Cebu Air attributed the increase in revenues mainly on a 7.2% jump in passenger revenues to P49.93 billion last year. Passenger volume grew 3.2% to 19.7 million in 2017, as the Gokongwei-led company increased the number of flights by 3.6%.

Cargo revenues rose by 29.2% to P4.60 billion in 2017, after higher cargo volume and yield.

Ancillary revenues went up 14.9% to P13.49 billion, driven by a 3.2% increase in passenger traffic and 11.3% rise in ancillary revenue per passenger.
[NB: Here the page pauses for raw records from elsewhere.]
use chrono::{DateTime, Utc};
use serde::{Deserialize, Serialize};
use serde_json::Value;
use std::collections::BTreeMap;
use std::fmt;
use uuid::Uuid;

// ---------------------------------------------------------------------------
// Problem definition (supplied by the problem provider, read-only here)
// ---------------------------------------------------------------------------

#[derive(Debug, Clone, PartialEq, Serialize, Deserialize)]
pub struct Problem {
    pub id: String,
    #[serde(default)]
    pub title: String,
    #[serde(default)]
    pub difficulty: String,
    /// Source injected ahead of the submission, e.g. a shared `TreeNode` class
    #[serde(default, skip_serializing_if = "Option::is_none")]
    pub preamble: Option<String>,
    #[serde(default, alias = "testCases")]
    pub test_cases: Vec<TestCase>,
    #[serde(default, alias = "hiddenTestCases")]
    pub hidden_test_cases: Vec<TestCase>,
}

impl Problem {
    /// Visible cases followed by hidden ones, with `hidden` set from the list
    /// each case came from.
    pub fn all_test_cases(&self) -> Vec<TestCase> {
        let visible = self.test_cases.iter().map(|tc| TestCase {
            hidden: false,
            ..tc.clone()
        });
        let hidden = self.hidden_test_cases.iter().map(|tc| TestCase {
            hidden: true,
            ..tc.clone()
        });
        visible.chain(hidden).collect()
    }

    /// The problem as a client may see it: hidden test cases removed
    pub fn public_view(&self) -> Problem {
        Problem {
            hidden_test_cases: Vec::new(),
            ..self.clone()
        }
    }
}

#[derive(Debug, Clone, PartialEq, Serialize, Deserialize)]
pub struct TestCase {
    #[serde(default = "default_label")]
    pub label: String,
    /// Expression invoking the submission, e.g. `twoSum([2, 7, 11, 15], 9)`
    #[serde(rename = "args", alias = "call")]
    pub call: String,
    #[serde(default)]
    pub expected: Value,
    /// When false, list results are compared as multisets
    #[serde(default = "default_ordered")]
    pub ordered: bool,
    #[serde(default = "default_weight")]
    pub weight: u32,
    #[serde(default)]
    pub hidden: bool,
}

fn default_label() -> String {
    "Unnamed test".to_string()
}

fn default_ordered() -> bool {
    true
}

fn default_weight() -> u32 {
    1
}

// ---------------------------------------------------------------------------
// Correctness
// ---------------------------------------------------------------------------

#[derive(Debug, Clone, Copy, PartialEq, Eq, Hash, Serialize, Deserialize)]
#[serde(rename_all = "lowercase")]
pub enum TestStatus {
    Pass,
    Fail,
    Error,
    Timeout,
}

impl TestStatus {
    pub fn as_str(&self) -> &'static str {
        match self {
            TestStatus::Pass => "pass",
            TestStatus::Fail => "fail",
            TestStatus::Error => "error",
            TestStatus::Timeout => "timeout",
        }
    }
}

impl fmt::Display for TestStatus {
    fn fmt(&self, f: &mut fmt::Formatter<'_>) -> fmt::Result {
        f.write_str(self.as_str())
    }
}

#[derive(Debug, Clone, PartialEq, Serialize, Deserialize)]
pub struct TestOutcome {
    pub label: String,
    pub status: TestStatus,
    pub expected: Value,
    /// Absent on error and timeout
    pub actual: Option<Value>,
    pub error: Option<String>,
    pub hidden: bool,
    pub weight: u32,
}

impl TestOutcome {
    /// Copy safe for a visible-only view: hidden cases lose their values.
    pub fn redacted(&self) -> TestOutcome {
        if !self.hidden {
            return self.clone();
        }
        TestOutcome {
            expected: Value::Null,
            actual: None,
            error: None,
            ..self.clone()
        }
    }
}

#[derive(Debug, Clone, PartialEq, Serialize, Deserialize)]
pub struct CorrectnessReport {
    pub score: u32,
    pub weight: u32,
    pub passed: usize,
    pub total: usize,
    pub test_results: Vec<TestOutcome>,
    #[serde(default, skip_serializing_if = "Option::is_none")]
    pub parse_error: Option<String>,
}

// ---------------------------------------------------------------------------
// Complexity
// ---------------------------------------------------------------------------

#[derive(Debug, Clone, PartialEq, Eq, Serialize, Deserialize)]
pub struct FunctionMetrics {
    pub name: String,
    pub cyclomatic: u32,
    pub max_nesting_depth: u32,
    pub is_recursive: bool,
    pub line_count: usize,
}

#[derive(Debug, Clone, PartialEq, Serialize, Deserialize)]
pub struct ComplexityReport {
    pub score: u32,
    pub weight: u32,
    pub summary: String,
    pub functions: Vec<FunctionMetrics>,
    pub builtin_hints: Vec<String>,
    pub warnings: Vec<String>,
}

// ---------------------------------------------------------------------------
// Style
// ---------------------------------------------------------------------------

/// Declaration order is the order categories appear in a report.
#[derive(Debug, Clone, Copy, PartialEq, Eq, PartialOrd, Ord, Hash, Serialize, Deserialize)]
#[serde(rename_all = "snake_case")]
pub enum StyleCategory {
    NamingConvention,
    MissingDocstring,
    MagicNumber,
    LineTooLong,
    EmptyExcept,
    BareExcept,
    MutableDefault,
    UnusedImport,
}

impl StyleCategory {
    pub fn as_str(&self) -> &'static str {
        match self {
            StyleCategory::NamingConvention => "naming_convention",
            StyleCategory::MissingDocstring => "missing_docstring",
            StyleCategory::MagicNumber => "magic_number",
            StyleCategory::LineTooLong => "line_too_long",
            StyleCategory::EmptyExcept => "empty_except",
            StyleCategory::BareExcept => "bare_except",
            StyleCategory::MutableDefault => "mutable_default",
            StyleCategory::UnusedImport => "unused_import",
        }
    }
}

impl fmt::Display for StyleCategory {
    fn fmt(&self, f: &mut fmt::Formatter<'_>) -> fmt::Result {
        f.write_str(self.as_str())
    }
}

#[derive(Debug, Clone, PartialEq, Serialize, Deserialize)]
pub struct StyleReport {
    pub score: u32,
    pub weight: u32,
    pub summary: String,
    pub total_violations: usize,
    pub violations: BTreeMap<StyleCategory, Vec<String>>,
}

// ---------------------------------------------------------------------------
// Security
// ---------------------------------------------------------------------------

#[derive(Debug, Clone, Copy, PartialEq, Eq, PartialOrd, Ord, Hash, Serialize, Deserialize)]
#[serde(rename_all = "lowercase")]
pub enum Severity {
    Critical,
    High,
    Medium,
    Low,
}

impl Severity {
    pub fn as_str(&self) -> &'static str {
        match self {
            Severity::Critical => "critical",
            Severity::High => "high",
            Severity::Medium => "medium",
            Severity::Low => "low",
        }
    }
}

impl fmt::Display for Severity {
    fn fmt(&self, f: &mut fmt::Formatter<'_>) -> fmt::Result {
        f.write_str(self.as_str())
    }
}

#[derive(Debug, Clone, PartialEq, Eq, Serialize, Deserialize)]
pub struct Finding {
    pub severity: Severity,
    pub category: String,
    pub description: String,
    pub line: usize,
}

#[derive(Debug, Clone, PartialEq, Serialize, Deserialize)]
pub struct SecurityReport {
    pub score: u32,
    pub weight: u32,
    pub summary: String,
    pub findings: Vec<Finding>,
}

// ---------------------------------------------------------------------------
// Final report
// ---------------------------------------------------------------------------

#[derive(Debug, Clone, Copy, PartialEq, Eq, Hash, Serialize, Deserialize)]
pub enum Grade {
    A,
    B,
    C,
    D,
    F,
}

impl fmt::Display for Grade {
    fn fmt(&self, f: &mut fmt::Formatter<'_>) -> fmt::Result {
        let letter = match self {
            Grade::A => "A",
            Grade::B => "B",
            Grade::C => "C",
            Grade::D => "D",
            Grade::F => "F",
        };
        f.write_str(letter)
    }
}

/// Per-dimension weights in percent; they sum to 100.
#[derive(Debug, Clone, Copy, PartialEq, Eq, Serialize, Deserialize)]
pub struct ScoreWeights {
    pub correctness: u32,
    pub complexity: u32,
    pub style: u32,
    pub security: u32,
}

pub const SCORE_WEIGHTS: ScoreWeights = ScoreWeights {
    correctness: 50,
    complexity: 20,
    style: 15,
    security: 15,
};

#[derive(Debug, Clone, PartialEq, Serialize, Deserialize)]
pub struct Dimensions {
    pub correctness: CorrectnessReport,
    pub complexity: ComplexityReport,
    pub style: StyleReport,
    pub security: SecurityReport,
}

#[derive(Debug, Clone, PartialEq, Serialize, Deserialize)]
pub struct EvaluationReport {
    pub evaluated_at: DateTime<Utc>,
    pub problem_id: String,
    pub problem_title: String,
    pub difficulty: String,
    /// Number of lines in the submission
    pub code_length: usize,
    pub overall_score: u32,
    pub grade: Grade,
    pub grade_label: String,
    pub score_weights: ScoreWeights,
    pub dimensions: Dimensions,
    pub recommendations: Vec<String>,
}

impl EvaluationReport {
    /// The report with every hidden test outcome redacted
    pub fn public_view(&self) -> EvaluationReport {
        let mut report = self.clone();
        report.dimensions.correctness.test_results = self
            .dimensions
            .correctness
            .test_results
            .iter()
            .map(TestOutcome::redacted)
            .collect();
        report
    }
}

// ---------------------------------------------------------------------------
// Queue payloads
// ---------------------------------------------------------------------------

#[derive(Debug, Clone, Serialize, Deserialize)]
pub struct EvaluationJob {
    pub id: Uuid,
    pub problem: Problem,
    pub source_code: String,
}

#[derive(Debug, Clone, Copy, PartialEq, Eq, Serialize, Deserialize)]
pub enum JobStatus {
    Queued,
    Completed,
    Failed,
}

#[derive(Debug, Clone, Serialize, Deserialize)]
pub struct EvaluationResult {
    pub job_id: Uuid,
    pub status: JobStatus,
    pub report: Option<EvaluationReport>,
    pub error: Option<String>,
}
Cebu Air attributed this to “improved online bookings, pricing adjustments and introduction of new ancillary revenue products and services.”

However, Cebu Air saw a 16.6% surge in operating expenses to P57.9 billion in 2017.

“The increase was primarily due to the rise in fuel prices in 2017 coupled with the weakening of the Philippine Peso against the US Dollar as referenced by the depreciation of the Philippine Peso to an average of P50.40 per US Dollar for the year ended Dec. 31, 2017 from an average of P47.50 per US Dollar last year based on the Philippine Dealing and Exchange Corp. (PDEx) weighted average rates,” the company said.

“The growth in the airline’s seat capacity from the acquisition of new aircraft also contributed to the increase in expenses,” it added.

The bulk of expenses came from flying expenses, which rose 21.2% to P23.86 billion in 2017. Cebu Air said this was due to a 24% surge in aviation fuel expenses to P19.6 billion, as jet fuel prices increased to $65.31 per barrel for the 2017, from $52.83 per barrel in 2016.

Aircraft and traffic servicing expenses jumped 17.2% to P7.706 billion, after Cebu Air added more domestic flights and increased frequencies on existing routes.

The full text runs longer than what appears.